Mais de 3 mil pessoas foram mortas durante o seu governo.

Veja imagens da vida de Pinochet.

Ainda correm na Justiça chilena dois processos contra Pinochet, um por violação de direitos humanos e outro por evasão fiscal.

Na semana passada, ele emitiu uma nota na qual aceitou a responsabilidade política de tudo o que ocorreu no Chile enquanto ele estava no poder.

Mas ele afirmou que era preciso derrocar Allende para afastar do país o risco de um caos político e social.

"Enfrentarei de bom grado a humilhação [de ser julgado], perseguido e as injustiças contra a minha família em nome da paz e da harmonia que reinam hoje entre os chilenos", disse a nota.

O militar permanecia sob prisão domiciliar - seu estado de saúde precário o manteve longe dos tribunais.

A sentença foi emitida na investigação sobre o desaparecimento de dois seguranças de Salvador Allende, que seriam vítimas da "Caravana da Morte", grupo apoiado pelo regime militar que viajava pelo país para eliminar dissidentes políticos.

Reações

As reações à morte do ex-líder militar foram variadas.
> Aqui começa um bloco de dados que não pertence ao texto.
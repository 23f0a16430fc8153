//! Coin symbols.

use rust_decimal::prelude::{FromPrimitive, ToPrimitive};
use rust_decimal::{Decimal, RoundingStrategy};
use serde::{Deserialize, Serialize};
use std::fmt;
use std::str::FromStr;

use crate::error::PairError;

/// A tradeable asset.
///
/// The set is closed: a symbol outside it fails to parse with
/// [`PairError::UnknownCoin`] rather than being carried around as free text.
///
/// # Examples
///
/// ```
/// use bean_core::types::Coin;
///
/// let coin: Coin = "btc".parse().unwrap();
/// assert_eq!(coin, Coin::Btc);
/// assert_eq!(coin.to_string(), "BTC");
/// ```
#[derive(Debug, Clone, Copy, PartialEq, Eq, Hash, PartialOrd, Ord, Serialize, Deserialize)]
#[serde(rename_all = "UPPERCASE")]
pub enum Coin {
    /// Bitcoin
    Btc,
    /// Ether
    Eth,
    /// Tether
    Usdt,
    /// US dollar, the quote of inverse derivative contracts
    Usd,
    /// USD Coin
    Usdc,
    /// Paxos dollar
    Pax,
    /// TrueUSD
    Tusd,
    /// IoTeX
    Iotx,
    /// 0x
    Zrx,
    /// Ontology
    Ont,
    /// Ethereum Classic
    Etc,
    /// EOS
    Eos,
    /// NEO
    Neo,
    /// IOTA
    Iota,
    /// Bgogo token
    Bgg,
    /// FCoin token
    Ft,
    /// Huobi token
    Ht,
    /// XMax
    Xmx,
    /// NKN
    Nkn,
    /// Tron
    Trx,
    /// Mainframe
    Mft,
    /// Mithril
    Mith,
    /// Measurable Data Token
    Mdt,
    /// Game.com
    Gtc,
    /// Binance coin
    Bnb,
    /// A-POT
    Apot,
}

impl Coin {
    /// Every known coin, in declaration order.
    pub const ALL: [Self; 26] = [
        Self::Btc,
        Self::Eth,
        Self::Usdt,
        Self::Usd,
        Self::Usdc,
        Self::Pax,
        Self::Tusd,
        Self::Iotx,
        Self::Zrx,
        Self::Ont,
        Self::Etc,
        Self::Eos,
        Self::Neo,
        Self::Iota,
        Self::Bgg,
        Self::Ft,
        Self::Ht,
        Self::Xmx,
        Self::Nkn,
        Self::Trx,
        Self::Mft,
        Self::Mith,
        Self::Mdt,
        Self::Gtc,
        Self::Bnb,
        Self::Apot,
    ];

    /// Returns the upper-case ticker.
    #[must_use]
    pub const fn as_str(&self) -> &'static str {
        match self {
            Self::Btc => "BTC",
            Self::Eth => "ETH",
            Self::Usdt => "USDT",
            Self::Usd => "USD",
            Self::Usdc => "USDC",
            Self::Pax => "PAX",
            Self::Tusd => "TUSD",
            Self::Iotx => "IOTX",
            Self::Zrx => "ZRX",
            Self::Ont => "ONT",
            Self::Etc => "ETC",
            Self::Eos => "EOS",
            Self::Neo => "NEO",
            Self::Iota => "IOTA",
            Self::Bgg => "BGG",
            Self::Ft => "FT",
            Self::Ht => "HT",
            Self::Xmx => "XMX",
            Self::Nkn => "NKN",
            Self::Trx => "TRX",
            Self::Mft => "MFT",
            Self::Mith => "MITH",
            Self::Mdt => "MDT",
            Self::Gtc => "GTC",
            Self::Bnb => "BNB",
            Self::Apot => "APOT",
        }
    }

    /// Returns true for fiat and fiat-pegged coins.
    #[must_use]
    pub const fn is_stable(&self) -> bool {
        matches!(
            self,
            Self::Usdt | Self::Usd | Self::Usdc | Self::Pax | Self::Tusd
        )
    }

    /// Decimal places an order amount of this coin may carry.
    ///
    /// # Errors
    ///
    /// Returns [`PairError::UnknownAmountPrecision`] for coins without a
    /// known lot size.
    pub fn amount_precision(&self) -> Result<u32, PairError> {
        match self {
            Self::Iotx | Self::Zrx | Self::Trx | Self::Mft | Self::Mdt => Ok(0),
            Self::Ont | Self::Ft => Ok(2),
            Self::Eth => Ok(3),
            Self::Btc | Self::Etc | Self::Eos | Self::Neo => Ok(6),
            _ => Err(PairError::UnknownAmountPrecision {
                coin: self.to_string(),
            }),
        }
    }

    /// Truncates `amount` to the coin's lot size.
    ///
    /// Rounds towards zero so a sell never exceeds the amount it was
    /// sized from.
    ///
    /// # Errors
    ///
    /// Returns [`PairError::UnknownAmountPrecision`] for unknown coins and
    /// [`PairError::NonFiniteAmount`] when `amount` is NaN or infinite.
    pub fn round_amount(&self, amount: f64) -> Result<f64, PairError> {
        self.round_amount_decimal(amount)?
            .to_f64()
            .ok_or_else(|| PairError::NonFiniteAmount(amount.to_string()))
    }

    /// [`Coin::round_amount`] without the trip back to `f64`.
    ///
    /// # Errors
    ///
    /// Same conditions as [`Coin::round_amount`].
    pub fn round_amount_decimal(&self, amount: f64) -> Result<Decimal, PairError> {
        let prec = self.amount_precision()?;
        let value = Decimal::from_f64(amount)
            .ok_or_else(|| PairError::NonFiniteAmount(amount.to_string()))?;
        Ok(value.round_dp_with_strategy(prec, RoundingStrategy::ToZero))
    }

    /// Renders a profit denominated in this coin, e.g. `$ 12.35`.
    #[must_use]
    pub fn format_profit(&self, value: f64) -> String {
        match self {
            Self::Usdt => format!("$ {value:.2}"),
            Self::Eth => format!("Ξ {value:.5}"),
            _ => format!("{} {value:.6}", self.as_str().to_ascii_lowercase()),
        }
    }

    /// Renders a balance for chat reports, with the unit in backticks.
    ///
    /// Dust below the coin's display threshold renders as an empty string.
    #[must_use]
    pub fn render_amount(&self, amount: f64) -> String {
        let (unit, prec, grouped, dust) = match self {
            Self::Usdt => ("$", 0, true, amount.abs() < 1.0),
            Self::Bnb => ("BNB", 1, true, amount.abs() < 0.1),
            Self::Btc => ("฿", 4, false, amount.abs() < 1e-4),
            Self::Eth => ("Ξ", 3, false, false),
            Self::Iotx => ("I", 0, true, amount == 0.0),
            Self::Zrx => ("Z", 0, true, amount == 0.0),
            Self::Ont => ("O", 0, true, amount == 0.0),
            Self::Ft => ("F", 0, true, amount < 10.0),
            _ => (self.as_str(), 0, true, amount < 1e-2),
        };
        if dust {
            return String::new();
        }
        let number = Decimal::from_f64(amount).map_or_else(
            || amount.to_string(),
            |d| {
                let d = d.round_dp_with_strategy(prec, RoundingStrategy::MidpointAwayFromZero);
                format!("{d:.prec$}", prec = prec as usize)
            },
        );
        if grouped {
            format!("`{unit} `{}", group_thousands(&number))
        } else {
            format!("`{unit} `{number}")
        }
    }
}

/// Inserts `,` between every three digits of the integer part.
fn group_thousands(number: &str) -> String {
    let (sign, unsigned) = number
        .strip_prefix('-')
        .map_or(("", number), |rest| ("-", rest));
    let (int, frac) = unsigned
        .split_once('.')
        .map_or((unsigned, None), |(i, f)| (i, Some(f)));

    let mut grouped = String::with_capacity(number.len() + int.len() / 3);
    grouped.push_str(sign);
    for (i, digit) in int.chars().enumerate() {
        if i > 0 && (int.len() - i) % 3 == 0 {
            grouped.push(',');
        }
        grouped.push(digit);
    }
    if let Some(frac) = frac {
        grouped.push('.');
        grouped.push_str(frac);
    }
    grouped
}

impl fmt::Display for Coin {
    fn fmt(&self, f: &mut fmt::Formatter<'_>) -> fmt::Result {
        f.write_str(self.as_str())
    }
}

impl FromStr for Coin {
    type Err = PairError;

    fn from_str(s: &str) -> Result<Self, Self::Err> {
        let upper = s.trim().to_ascii_uppercase();
        Self::ALL
            .iter()
            .copied()
            .find(|c| c.as_str() == upper)
            .ok_or(PairError::UnknownCoin(upper))
    }
}

#[cfg(test)]
mod tests {
    use super::*;
    use rust_decimal_macros::dec;

    #[test]
    fn test_coin_parse_case_insensitive() {
        assert_eq!("eth".parse::<Coin>().unwrap(), Coin::Eth);
        assert_eq!(" USDT ".parse::<Coin>().unwrap(), Coin::Usdt);
    }

    #[test]
    fn test_coin_parse_unknown() {
        let err = "DOGE".parse::<Coin>().unwrap_err();
        assert_eq!(err, PairError::UnknownCoin("DOGE".to_string()));
    }

    #[test]
    fn test_coin_display_matches_parse() {
        for coin in Coin::ALL {
            assert_eq!(coin.to_string().parse::<Coin>().unwrap(), coin);
        }
    }

    #[test]
    fn test_coin_serde() {
        let json = serde_json::to_string(&Coin::Iotx).unwrap();
        assert_eq!(json, "\"IOTX\"");
        let parsed: Coin = serde_json::from_str("\"NEO\"").unwrap();
        assert_eq!(parsed, Coin::Neo);
    }

    #[test]
    fn test_round_amount_truncates_to_lot() {
        assert_eq!(Coin::Btc.round_amount_decimal(0.123_456_789).unwrap(), dec!(0.123456));
        assert_eq!(Coin::Eth.round_amount_decimal(1.999_9).unwrap(), dec!(1.999));
        assert_eq!(Coin::Ont.round_amount_decimal(-3.456).unwrap(), dec!(-3.45));
        assert_eq!(Coin::Iotx.round_amount(1234.99).unwrap(), 1234.0);
    }

    #[test]
    fn test_round_amount_errors() {
        assert_eq!(
            Coin::Usdt.round_amount(1.0).unwrap_err(),
            PairError::UnknownAmountPrecision {
                coin: "USDT".to_string()
            }
        );
        assert!(matches!(
            Coin::Btc.round_amount(f64::INFINITY),
            Err(PairError::NonFiniteAmount(_))
        ));
    }

    #[test]
    fn test_format_profit() {
        assert_eq!(Coin::Usdt.format_profit(12.346), "$ 12.35");
        assert_eq!(Coin::Eth.format_profit(-0.5), "Ξ -0.50000");
        assert_eq!(Coin::Btc.format_profit(0.25), "btc 0.250000");
    }

    #[test]
    fn test_render_amount() {
        assert_eq!(Coin::Usdt.render_amount(1_234_567.6), "`$ `1,234,568");
        assert_eq!(Coin::Usdt.render_amount(-0.5), "");
        assert_eq!(Coin::Btc.render_amount(1.234_56), "`฿ `1.2346");
        assert_eq!(Coin::Btc.render_amount(0.000_01), "");
        assert_eq!(Coin::Bnb.render_amount(-1234.5), "`BNB `-1,234.5");
        assert_eq!(Coin::Eth.render_amount(0.0), "`Ξ `0.000");
        assert_eq!(Coin::Iotx.render_amount(0.0), "");
        assert_eq!(Coin::Ft.render_amount(9.0), "");
        assert_eq!(Coin::Neo.render_amount(999.0), "`NEO `999");
    }

    #[test]
    fn test_coin_is_stable() {
        assert!(Coin::Usdt.is_stable());
        assert!(!Coin::Btc.is_stable());
    }
}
Simpatizantes que se reuniam em frente ao hospital onde ele estava internado desataram em prantos.

Mas vítimas do regime militar chileno e vozes internacionais lamentaram que o ex-general não tenha sido levado à Justiça pelos seus crimes.

"Para quem foi torturado, e particularmente para as pessoas que perderam entes queridos, creio que haverá muita raiva por ele ter escapado de processo", disse à BBC Sheila Cassidy, que foi presa e torturada no Chile dos anos 70.

O chanceler venezuelano, José Vicente Rangel, disse que "a morte sela a impunidade de Pinochet".

O FMLN, antigamente um dos principais grupos guerrilheiros da América Latina e hoje o principal partido de oposição de El Salvador, lamentou que Pinochet não tenha pago por seus "milhares de crimes".

Em Washington, o porta-voz do governo americano Tony Fratto afirmou à agÊncia France Presse: "A ditadura de Pinochet foi um dos períodos mais difíceis da história da nação. Nossos pensamentos hoje estão com as vítimas de seu reinado e suas famílias".

"Conclamamos o povo chileno a construir uma sociedade baseada na liberdade, no Estado de Direito e no respeito pelos direitos humanos", ele acrescentou.

Já na Grã-Bretanha, a ex-primeira ministra Margareth Thatcher disse que estava "muito entristecida" com a morte de Pinochet.

A baronesa tinha o general como um amigo, e gostava de sublinhar o apoio que Pinochet ofereceu à Grã-Bretanha nos anos 80, quando o aliado europeu travava uma guerra contra a Argentina pelas Ilhas Malvinas.

Thatcher visitou Pinochet quando ele cumpria prisão domiciliar na Grã-Bretanha, em 1998, depois que o juiz espanhol Baltasar Garzón expediu uma ordem de extradição na tentativa de julgar Pinochet por crimes contra a humanidade.

No fim, Pinochet não foi extraditado para a Espanha, como queria Garzón - o general acabou voltando ao Chile pouco mais de um ano depois.